Thoughts on Apple Silicon Performance for Local LLMs

Andreas Kunar
4 min readNov 25, 2023

--

Apple silicon, with its integrated GPUs and unified, large, wide RAM looks very tempting for AI work. Especially when using Georgi Gerganov’s amazing llama.cpp (either directly or as e.g., a Python library via llama-cpp-python). But how does this compare to a modern PC with an NVIDIA GPU?

Apple AI Performance — Generated with Adobe Firefly

I got myself a 96GB RAM M2 Ultra Mac Studio for my AI work. A modern PC with fast CPU, lots of RAM, and an NVIDIA 4090 GPU would have cost me similarly. It would also have huge GPU horsepower, 2.5x the VRAM bandwidth of my M2 Max, but only 1/3 the VRAM size, and it probably would draw ~10x the power — under full load more like a noisy fan-heater, and nothing I want next to me on my desk.

With my M2 Max, I get approx. 60 token/s for llama-2 7B (Q4 quantized). And because I also have 96GB RAM for my GPU, I also get approx. 8 token/s for llama-2 70B (Q4) inference. I’m quite happy with this for my local German-language specific RAG work. But should I have buyer’s remorse?

I found some interesting reasoning for the performance-aspects of running local LLMs like llama.cpp, besides just having enough GPU RAM. First in a tweet by OpenAI’s Andrej Karpathy — how memory-bandwidth constrains non-batched LLM inference. And recently Georgi Gerganov also initiated a very interesting discussion — about Apple silicon llama.cpp performance measurements:

During single-user LLM inference‘s response token-generation (“TG” in Georgi’s tables), the memory bandwidth mostly constrains performance. The GPUs’ many/fast ALUs are not fully utilized, because the GPU is busy getting data.

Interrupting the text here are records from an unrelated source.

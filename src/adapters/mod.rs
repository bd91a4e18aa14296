//! Adapters: concrete implementations of the port traits.
//!
//! | Adapter      | Implements          | Connects to                   |
//! |--------------|---------------------|-------------------------------|
//! | `time`       | Clock, DelayNs      | `std::time` (host runs)       |
//! | `log_sink`   | ReportSink          | `log` facade                  |
//! | `frame_sink` | ReportSink          | postcard frames for transport |

pub mod frame_sink;
pub mod log_sink;
pub mod time;

pub use frame_sink::{FRAME_CAPACITY, Frame, FrameSink};
pub use log_sink::LogSink;
pub use time::{StdDelay, SystemClock};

Apple Silicon on M2 Max has a 512 bit wide memory bus, yielding up to 400 GB/s, and then twice that for the M2 Ultra. This area is an aspect, where Apple Silicon has significant advantages. Apple silicon memory is usually much faster, because it’s up to 4–8x broader than consumer-grade Intel/AMD CPU memory. And it does not need copying to/from the GPU to the CPU. Yes, it’s still slower than modern GPU VRAM. But GPU VRAM is expensive, power-hungry, and comparatively small. So for non-batched inference, an M2 Ultra’s 800GB/s might almost match the 1000GB/s of a 4090. Also models >13B usually don’t even fit in the 4090’s 24GB RAM (even when quantized). And if you think Apple computers are expensive, you have not looked at the price of workstation-class NVidia GPUs …

However during processing of the LLM prompt and also during LLM training (PP in Georgi’s tables), the LLM can process batches of data. This tends to utilize the cache and GPUs more fully. So here the number of GPUs matter more, and here the much faster modern NVidia GPUs really shine. However Apple Silicon might still have some tiny RAM-size positives.

OK, no buyer’s remorse yet for me on pure performance!

What are — to me — the strong downsides of using Apple silicon for AI (or any open-source work):

  • Quite weak security, because Apple does not support GPUs (or the ANE) in VMs or containers. When you deal with open-source, Python,… code it is almost impossible to secure the “supply chain” you used against malware-risks. And if you cannot strongly contain their scope to a secured container or VM, you have a significant security-risk exposure. I’m still working on somehow addressing this, maybe as material for my next article.
    The competition: NVIDIA’s CUDA can be run virtualized e.g., on Intel/AMD Linux. Microsoft is working on completely virtualizing some NVIDIA GPUs with some Intel CPUs in their v.next Hyper-V. Also Linux, Windows, and even MacOS support nested hypervisors on Intel/AMD CPUs, Apple silicon doesn’t. Apple’s mandatory “Apple Virtualization Framework” seems mostly to blame for this, the silicon should technically support it from M2 onwards. Parallels, Docker,… all have to use it — Parallels did their own, better virtualizer for Intel-Macs. There might be hope for future MacOS versions, but I won’t hold my breath for it.
  • NVIDIA’s CUDA is the de-facto standard for a lot of work. Apple Metal is fully supported by llama.cpp, PyTorch,… — but CUDA still dominates.
    Not that bad for me overall, since I mostly use llama.cpp, but worth mentioning.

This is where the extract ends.